C’est donc juste un indice, mais un indice suggestif. Cela confirme une impression que j’ai eue (mais qui, comme toute impression, devait se frotter aux faits) : beaucoup de personnes se sont rendu compte que nous sommes plus vulnérables devant les phénomènes naturels que nous ne l’imaginions. Il y a eu, en quelque sorte, un écho indirect à ce que disent les scientifiques depuis plusieurs années. Même si on n’a pas rattaché l’épidémie de COVID-19 au réchauffement climatique, par exemple, c’est le tableau d’ensemble des risques que nous courons qui est devenu réalité. Il est devenu palpable que nous sommes dans un environnement menacé et qui finira par nous menacer nous-mêmes, si nous n’y prenons pas garde.

Par ailleurs, la parenthèse forcée dans nos activités, a fait prendre conscience, à certains, que nos choix de vie spontanés avaient quelque chose d’arbitraire et de futile. Ensuite, l’entraide, la solidarité, la mobilisation des ressources locales, qui ont fonctionné au plus fort de la crise du coronavirus a redonné un sens aux réseaux de proximité. Pour une partie des électeurs de gauche lassés par une social-démocratie en mal de projet et souvent cantonnée à des coups de pouce dans des arbitrages économiques complexes, cela constitue un horizon motivant.

Des mouvements locaux qui vont, désormais, devoir s’affronter aux contraintes de la gestion… et c’est une bonne nouvelle

J’ai souligné, la semaine dernière, que les listes écologistes et leurs alliés avaient fait l’objet, dans la dernière ligne droite, d’accusations d’incompétence et d’irresponsabilité plutôt nauséabondes.
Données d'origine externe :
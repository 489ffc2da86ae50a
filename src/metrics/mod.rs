//! Metrics recording for health evaluation cycles.
//!
//! Uses the `metrics` facade; nothing is exported unless a recorder has been
//! installed (see [`exporters::install_recorder`]).

pub mod exporters;
pub mod middleware;

pub use exporters::{install_recorder, metrics_handler};
pub use middleware::metrics_middleware;

use crate::health::{Report, Status};
use metrics::{counter, gauge, histogram};

pub const CHECK_DURATION_SECONDS: &str = "healthd_check_duration_seconds";
pub const CHECK_STATUS: &str = "healthd_check_status";
pub const CHECK_CONSECUTIVE_FAILURES: &str = "healthd_check_consecutive_failures";
pub const EVALUATIONS_TOTAL: &str = "healthd_evaluations_total";
pub const OVERALL_STATUS: &str = "healthd_overall_status";

/// Gauge value for a status: 1 healthy, 0.5 degraded, 0 unhealthy.
pub fn status_value(status: Status) -> f64 {
    match status {
        Status::Healthy => 1.0,
        Status::Degraded => 0.5,
        Status::Unhealthy => 0.0,
    }
}

/// Record one evaluation cycle: per-component duration, status and failure streak.
pub fn record_report(report: &Report, failure_counts: &[(String, u32)]) {
    counter!(EVALUATIONS_TOTAL).increment(1);
    gauge!(OVERALL_STATUS).set(status_value(report.status));

    for (name, result) in &report.checks {
        histogram!(CHECK_DURATION_SECONDS, "component" => name.clone())
            .record(result.duration_ms as f64 / 1000.0);
        gauge!(CHECK_STATUS, "component" => name.clone()).set(status_value(result.status));
    }

    for (name, count) in failure_counts {
        gauge!(CHECK_CONSECUTIVE_FAILURES, "component" => name.clone()).set(*count as f64);
    }
}

#[cfg(test)]
mod tests {
    use super::*;

    #[test]
    fn test_status_value_ordering() {
        assert!(status_value(Status::Healthy) > status_value(Status::Degraded));
        assert!(status_value(Status::Degraded) > status_value(Status::Unhealthy));
    }
}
Manifestement tout cela a laissé les électeurs de marbre. Les résultats du premier tour étaient déjà bons pour les écologistes. Entre temps la dynamique s’est amplifiée.

Mais, bien sûr, les contraintes de la gestion municipale seront là. Et c’est tant mieux.
Je relis, à ce propos, ce que j’ai écrit, ici même, le 16 mars, au lendemain du premier tour : « la bonne nouvelle est la percée massive des listes écologistes dans les grandes villes. C’est une bonne nouvelle pour les villes en question, mais c’est surtout une bonne nouvelle pour le mouvement écologiste. Eric Piolle, qui s’est confronté à la gestion de la ville de Grenoble pendant 6 ans (et qui est en passe d’être reconduit) avait souligné, avant les élections, à quel point le mouvement écologiste devait apprendre à gouverner. Quand une minorité protestataire passe au moment de bascule où elle peut devenir une majorité (ou, au moins, une force politique importante), il faut qu’elle change de logiciel. Et cela n’a rien d’évident. Eh bien gageons que plusieurs équipes auront l’occasion d’apprendre sur le terrain, les contraintes et les joies de l’exercice des responsabilités ».

Ce petit commentaire est plus que jamais d’actualité. L’exercice du pouvoir provoque toujours des déceptions et je ne vois pas pourquoi les écologistes feraient exception à cette règle. Mais il est clair, pour bon nombre d’électeurs, aujourd’hui, que le « green washing » et les mesures d’inspiration écologistes prises au compte goutte ne sont pas une réponse adéquate aux réalités qui nous menacent.

Agir face à des remises en question radicales, l’exemple du prophétisme dans l’Ancien Testament

Tout cela ne sera-t-il qu’un feu de paille ? C’est possible. Mais cela veut quand même dire que l’épidémie de COVID-19 a été perçue comme un avertissement, comme l’occasion pour chacun de se questionner.

Cette dynamique me fait penser au message des prophètes dans l’Ancien Testament. Ils multipliaient les mises en garde, en disant que l’égoïsme, la poursuite de l’enrichissement aveugle et la célébration du dieu Baal, dieu des bonnes récoltes et de l’abondance à tout va, menaient les israélites dans le mur. Parfois ils étaient entendus, souvent ils étaient ignorés, souvent leur message était suivi transitoirement puis ignoré à nouveau. Mais il y a, dans la série des livres prophétiques, l’histoire pleine d’humour de Jonas, qui est presque consterné parce que les habitants de Ninive le prennent au sérieux et décident de se remettre en question pour de bon.

Il arrive que les questionnements profonds soient entendus et qu’ils soient suivis d’effet. La suite dira dans quelle configuration nous sommes aujourd’hui.